The Black Scarves were riding with the 11th Armored Cavalry Regiment at the end of January when they learned the Tet Offensive had begun. Foltz and others rode atop tanks.

“I would just as soon walk,” he said.

They were called back to Quan Loi Base Camp, where Foltz spent the rest of his tour. On Feb. 13, a friend said, “Let’s go to headquarters so we can go home.”

They walked over, signed out, the commander shook his hand, and off they went in a helicopter to Di An, then to the 90th Replacement Battalion, then on a freedom bird to Travis AFB. From there, he flew a commercial flight to Minneapolis, then to Rochester, where his family greeted him and took him home to Mabel and Hesper.

“I then got insulted by a World War II veteran,” Foltz said.

It was some comment about his Class A uniform.

His time in Vietnam was done, but his service wasn’t over. He was sent to Fort Hood, Texas.
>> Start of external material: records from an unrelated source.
//! Source trajectories — the immutable sample store.
//!
//! Trajectories arrive already grouped per agent, either built in memory or
//! read from a JSON document in the columnar layout the simulator's animation
//! tooling emits. Everything is validated here so the locator can assume
//! ascending, finite time columns.

use std::collections::BTreeMap;
use std::fs;
use std::path::Path;

use anyhow::{bail, Context, Result};
use serde::{Deserialize, Serialize};

use super::interpolate::Span;
use crate::types::{Category, PlaybackRange, Position, Sample};

// ---------------------------------------------------------------------------
// Serialized layout
// ---------------------------------------------------------------------------

/// One agent as stored on disk: parallel columns plus category flags.
#[derive(Debug, Clone, Default, Serialize, Deserialize)]
pub struct SourceAgent {
    #[serde(rename = "Time")]
    pub time: Vec<f64>,
    #[serde(rename = "PositionX")]
    pub position_x: Vec<f64>,
    #[serde(rename = "PositionY")]
    pub position_y: Vec<f64>,
    #[serde(rename = "PositionZ")]
    pub position_z: Vec<f64>,
    #[serde(rename = "IsInterceptor", default)]
    pub is_interceptor: bool,
    #[serde(rename = "IsThreat", default)]
    pub is_threat: bool,
}

/// Agent id → columns.
pub type SourceTrajectories = BTreeMap<String, SourceAgent>;

// ---------------------------------------------------------------------------
// In-memory store
// ---------------------------------------------------------------------------

#[derive(Debug, Clone)]
pub struct AgentTrajectory {
    id: String,
    category: Category,
    times: Vec<f64>,
    positions: Vec<Position>,
}

impl AgentTrajectory {
    /// Times must be finite and non-decreasing; repeated times are fine.
    pub fn new(id: impl Into<String>, category: Category, samples: Vec<Sample>) -> Result<Self> {
        let id = id.into();
        for sample in &samples {
            if ![sample.time, sample.x, sample.y, sample.z]
                .iter()
                .all(|v| v.is_finite())
            {
                bail!("Agent {id}: non-finite sample {sample:?}");
            }
        }
        for pair in samples.windows(2) {
            if pair[0].time > pair[1].time {
                bail!(
                    "Agent {id}: samples out of order: {} then {}",
                    pair[0].time,
                    pair[1].time
                );
            }
        }

        Ok(Self {
            id,
            category,
            times: samples.iter().map(|s| s.time).collect(),
            positions: samples.iter().map(Sample::position).collect(),
        })
    }

    fn from_source(id: &str, source: &SourceAgent) -> Result<Self> {
        let n = source.time.len();
        if source.position_x.len() != n
            || source.position_y.len() != n
            || source.position_z.len() != n
        {
            bail!(
                "Agent {id}: column lengths differ (Time {n}, PositionX {}, PositionY {}, PositionZ {})",
                source.position_x.len(),
                source.position_y.len(),
                source.position_z.len(),
            );
        }
        let Some(category) = Category::from_flags(source.is_interceptor, source.is_threat) else {
            bail!("Agent {id}: flagged as both interceptor and threat");
        };

        let samples = (0..n)
            .map(|i| {
                Sample::new(
                    source.time[i],
                    source.position_x[i],
                    source.position_y[i],
                    source.position_z[i],
                )
            })
            .collect();
        Self::new(id, category, samples)
    }

    pub fn id(&self) -> &str {
        &self.id
    }

    pub fn category(&self) -> Category {
        self.category
    }

    pub fn times(&self) -> &[f64] {
        &self.times
    }

    pub fn positions(&self) -> &[Position] {
        &self.positions
    }

    pub fn len(&self) -> usize {
        self.times.len()
    }

    pub fn is_empty(&self) -> bool {
        self.times.is_empty()
    }

    pub fn samples(&self) -> impl Iterator<Item = Sample> + '_ {
        self.times
            .iter()
            .zip(&self.positions)
            .map(|(&time, p)| Sample::new(time, p.x, p.y, p.z))
    }

    /// Position at virtual time `t`, `None` before the first sample.
    ///
    /// The bracket is located once and shared by all three axes.
    pub fn position_at(&self, t: f64) -> Option<Position> {
        match Span::locate(&self.times, t) {
            Span::NotPresent => None,
            Span::Frozen(index) => Some(self.positions[index]),
            Span::Between {
                left,
                right,
                fraction,
            } => Some(self.positions[left].lerp(&self.positions[right], fraction)),
        }
    }
}

/// The sample store: every agent of one recording, ordered by id.
#[derive(Debug, Clone)]
pub struct TrajectorySet {
    agents: Vec<AgentTrajectory>,
    range: PlaybackRange,
}

impl TrajectorySet {
    pub fn new(mut agents: Vec<AgentTrajectory>) -> Result<Self> {
        agents.sort_by(|a, b| a.id.cmp(&b.id));
        for pair in agents.windows(2) {
            if pair[0].id == pair[1].id {
                bail!("Duplicate agent id {}", pair[0].id);
            }
        }

        let mut range: Option<PlaybackRange> = None;
        for agent in &agents {
            let (Some(&first), Some(&last)) = (agent.times.first(), agent.times.last()) else {
                continue;
            };
            range = Some(match range {
                None => PlaybackRange {
                    min_time: first,
                    max_time: last,
                },
                Some(r) => PlaybackRange {
                    min_time: r.min_time.min(first),
                    max_time: r.max_time.max(last),
                },
            });
        }

        Ok(Self {
            agents,
            range: range.unwrap_or(PlaybackRange::EMPTY),
        })
    }

    pub fn from_source(source: &SourceTrajectories) -> Result<Self> {
        let agents = source
            .iter()
            .map(|(id, agent)| AgentTrajectory::from_source(id, agent))
            .collect::<Result<Vec<_>>>()?;
        Self::new(agents)
    }

    pub fn from_json_str(json: &str) -> Result<Self> {
        let source: SourceTrajectories = serde_json::from_str(json)?;
        Self::from_source(&source)
    }

    pub fn load(path: impl AsRef<Path>) -> Result<Self> {
        let path = path.as_ref();
        let json = fs::read_to_string(path)
            .with_context(|| format!("Failed to read {}", path.display()))?;
        Self::from_json_str(&json).with_context(|| format!("Failed to parse {}", path.display()))
    }

    pub fn agents(&self) -> &[AgentTrajectory] {
        &self.agents
    }

    pub fn agent(&self, id: &str) -> Option<&AgentTrajectory> {
        self.agents
            .binary_search_by(|agent| agent.id.as_str().cmp(id))
            .ok()
            .map(|index| &self.agents[index])
    }

    pub fn range(&self) -> PlaybackRange {
        self.range
    }

    pub fn is_empty(&self) -> bool {
        self.agents.is_empty()
    }

    /// Axis-aligned bounds of every sample, `None` without samples.
    pub fn bounds(&self) -> Option<(Position, Position)> {
        let mut points = self.agents.iter().flat_map(|agent| agent.positions.iter());
        let first = *points.next()?;
        Some(points.fold((first, first), |(lo, hi), p| {
            (
                Position::new(lo.x.min(p.x), lo.y.min(p.y), lo.z.min(p.z)),
                Position::new(hi.x.max(p.x), hi.y.max(p.y), hi.z.max(p.z)),
            )
        }))
    }
}

#[cfg(test)]
mod tests {
    use super::*;

    fn samples(times: &[f64]) -> Vec<Sample> {
        times
            .iter()
            .map(|&t| Sample::new(t, t * 10.0, t * 20.0, -t))
            .collect()
    }

    #[test]
    fn range_spans_all_agents() {
        let set = TrajectorySet::new(vec![
            AgentTrajectory::new("b", Category::Threat, samples(&[5.0, 6.0, 9.5])).unwrap(),
            AgentTrajectory::new("a", Category::Interceptor, samples(&[1.0, 2.0])).unwrap(),
            AgentTrajectory::new("c", Category::Other, Vec::new()).unwrap(),
        ])
        .unwrap();
        assert_eq!(
            set.range(),
            PlaybackRange {
                min_time: 1.0,
                max_time: 9.5
            }
        );
        let ids: Vec<_> = set.agents().iter().map(|a| a.id()).collect();
        assert_eq!(ids, vec!["a", "b", "c"]);
        assert_eq!(set.agent("b").map(|a| a.len()), Some(3));
        assert!(set.agent("zz").is_none());
    }

    #[test]
    fn empty_set_has_zero_range() {
        let set = TrajectorySet::new(Vec::new()).unwrap();
        assert_eq!(set.range(), PlaybackRange::EMPTY);
        assert!(set.bounds().is_none());
    }

    #[test]
    fn rejects_decreasing_times() {
        let err = AgentTrajectory::new("m1", Category::Other, samples(&[0.0, 2.0, 1.0]))
            .unwrap_err();
        assert!(err.to_string().contains("out of order"), "{err}");
    }

    #[test]
    fn rejects_non_finite_values() {
        let err = AgentTrajectory::new("m1", Category::Other, vec![Sample::new(0.0, f64::NAN, 0.0, 0.0)])
            .unwrap_err();
        assert!(err.to_string().contains("non-finite"), "{err}");
    }

    #[test]
    fn rejects_duplicate_ids() {
        let agents = vec![
            AgentTrajectory::new("x", Category::Other, samples(&[0.0])).unwrap(),
            AgentTrajectory::new("x", Category::Other, samples(&[1.0])).unwrap(),
        ];
        assert!(TrajectorySet::new(agents).is_err());
    }

    #[test]
    fn samples_round_back_from_columns() {
        let input = samples(&[0.0, 1.0, 1.0, 4.5]);
        let agent = AgentTrajectory::new("a", Category::Other, input.clone()).unwrap();
        assert_eq!(agent.samples().collect::<Vec<_>>(), input);
        assert_eq!(agent.times(), &[0.0, 1.0, 1.0, 4.5]);
    }

    #[test]
    fn position_at_shares_one_bracket() {
        let agent = AgentTrajectory::new("a", Category::Other, samples(&[0.0, 1.0, 2.0])).unwrap();
        assert_eq!(agent.position_at(-0.5), None);
        assert_eq!(agent.position_at(0.5), Some(Position::new(5.0, 10.0, -0.5)));
        assert_eq!(agent.position_at(7.0), Some(Position::new(20.0, 40.0, -2.0)));
    }

    #[test]
    fn parses_columnar_json() {
        let json = r#"{
            "Interceptor_1": {
                "Time": [0.0, 1.0],
                "PositionX": [0.0, 1.0],
                "PositionY": [0.0, 2.0],
                "PositionZ": [0.0, 3.0],
                "IsInterceptor": true,
                "IsThreat": false
            },
            "Threat_1": {
                "Time": [0.5],
                "PositionX": [9.0],
                "PositionY": [9.0],
                "PositionZ": [9.0],
                "IsThreat": true
            }
        }"#;
        let set = TrajectorySet::from_json_str(json).unwrap();
        assert_eq!(set.agents().len(), 2);
        assert!(set.agent("Interceptor_1").unwrap().category().is_interceptor());
        assert!(set.agent("Threat_1").unwrap().category().is_threat());
        assert_eq!(set.range().max_time, 1.0);
        let (lo, hi) = set.bounds().unwrap();
        assert_eq!(lo, Position::new(0.0, 0.0, 0.0));
        assert_eq!(hi, Position::new(9.0, 9.0, 9.0));
    }

    #[test]
    fn rejects_mismatched_columns() {
        let json = r#"{ "a": { "Time": [0, 1], "PositionX": [0], "PositionY": [0, 1], "PositionZ": [0, 1] } }"#;
        let err = TrajectorySet::from_json_str(json).unwrap_err();
        assert!(err.to_string().contains("column lengths differ"), "{err}");
    }

    #[test]
    fn rejects_both_flags() {
        let json = r#"{ "a": { "Time": [], "PositionX": [], "PositionY": [], "PositionZ": [],
            "IsInterceptor": true, "IsThreat": true } }"#;
        assert!(TrajectorySet::from_json_str(json).is_err());
    }
}
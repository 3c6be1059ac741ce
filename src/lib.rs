pub mod config;
pub mod engine;
pub mod player;
pub mod scheduler;
pub mod types;
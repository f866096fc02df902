//! Utilidades de validación
//!
//! Este módulo contiene funciones helper para validación de los datos
//! de los formularios y conversión de tipos.

use chrono::NaiveDate;
use validator::{ValidationError, ValidationErrors};

use crate::utils::errors::AppError;

/// Validar y convertir string a fecha (formato de `<input type="date">`)
pub fn validate_date(value: &str) -> Result<NaiveDate, ValidationError> {
    NaiveDate::parse_from_str(value, "%Y-%m-%d").map_err(|_| {
        let mut error = ValidationError::new("date");
        error.add_param("value".into(), &value.to_string());
        error.add_param("format".into(), &"YYYY-MM-DD".to_string());
        error
    })
}

/// Fecha opcional de formulario: vacío significa ausente
pub fn parse_optional_date(
    field: &'static str,
    value: &str,
) -> Result<Option<NaiveDate>, AppError> {
    let value = value.trim();
    if value.is_empty() {
        return Ok(None);
    }
    validate_date(value).map(Some).map_err(|error| {
        let mut errors = ValidationErrors::new();
        errors.add(field, error);
        AppError::Validation(errors)
    })
}

/// Validar que un teléfono contenga solo dígitos
pub fn validate_phone(value: &str) -> Result<(), ValidationError> {
    if value.is_empty() || !value.bytes().all(|b| b.is_ascii_digit()) {
        let mut error = ValidationError::new("phone");
        error.add_param("value".into(), &value.to_string());
        return Err(error);
    }
    Ok(())
}

/// Normaliza un teléfono quitando espacios y guiones
pub fn normalize_phone(value: &str) -> String {
    value
        .chars()
        .filter(|c| !c.is_whitespace() && *c != '-')
        .collect()
}

/// Texto opcional: vacío (tras recortar) significa ausente
pub fn optional_text(value: &str) -> Option<String> {
    let value = value.trim();
    (!value.is_empty()).then(|| value.to_string())
}

#[cfg(test)]
mod tests {
    use super::*;

    #[test]
    fn test_parse_optional_date() {
        assert_eq!(parse_optional_date("prb_expiry", "").unwrap(), None);
        assert_eq!(parse_optional_date("prb_expiry", "  ").unwrap(), None);
        assert_eq!(
            parse_optional_date("prb_expiry", "2024-12-31").unwrap(),
            NaiveDate::from_ymd_opt(2024, 12, 31)
        );
        assert!(matches!(
            parse_optional_date("prb_expiry", "31/12/2024"),
            Err(AppError::Validation(_))
        ));
    }

    #[test]
    fn test_validate_phone() {
        assert!(validate_phone("0812345678").is_ok());
        assert!(validate_phone("08123x5678").is_err());
        assert!(validate_phone("").is_err());
    }

    #[test]
    fn test_normalize_phone() {
        assert_eq!(normalize_phone(" 081-234 5678 "), "0812345678");
    }

    #[test]
    fn test_optional_text() {
        assert_eq!(optional_text("   "), None);
        assert_eq!(optional_text(" oil change "), Some("oil change".to_string()));
    }
}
Martin Luther King Jr. was assassinated on April 4. The Army flew his unit to Chicago for riot control. They stayed at Mayor Daley’s gym by Lake Michigan and slept on the floor. They were issued M-14s and no ammo. It was over swiftly, and Foltz was sent to North Fort Hood, where he stayed in a tent city for five more months. It was almost like Vietnam but no combat.

“The tent was a next step up from sleeping on the ground in Vietnam,” he said.

They spent their time training National Guard troops that summer. He was discharged Aug. 31. He got home on a Saturday and went to work at his father’s construction company on Monday.

He did that for a year, then enrolled at Winona State and graduated in 1973 with a degree in social studies and a teaching certificate. He was unable to find a job teaching, though, and returned to the construction company.

In 1986, The American Legion Department of Minnesota had a job opening — hospital representative serving vets at the VA Medical Center in Minneapolis. Two years later, his boss retired, and Foltz got the job as Department service officer, only back then it was called director of rehabilitation.

After six years, he applied for the assistant adjutant position. He was in the role for a year and a half when the adjutant, Al Davis, left. Foltz served as adjutant for the Department of Minnesota from 1995 to his retirement in 2010, one of the longest tenures.

Some of his accomplishments were:
• Going to secret ballots to elect Department officers.
• Reorganizing the Finance Committee to recognize the commander and treasurer as voting members.
• Assembling a staff of dedicated and conscientious people: Laura Weber, Jennifer Kelley, the late Sharon Perrins, Misty Padilla, Roger Myren and Al Zdon.

“These people provided the Minnesota American Legion with reliable support and quality work,” Foltz said. “I was privileged to work with them and for The American Legion Department of Minnesota.”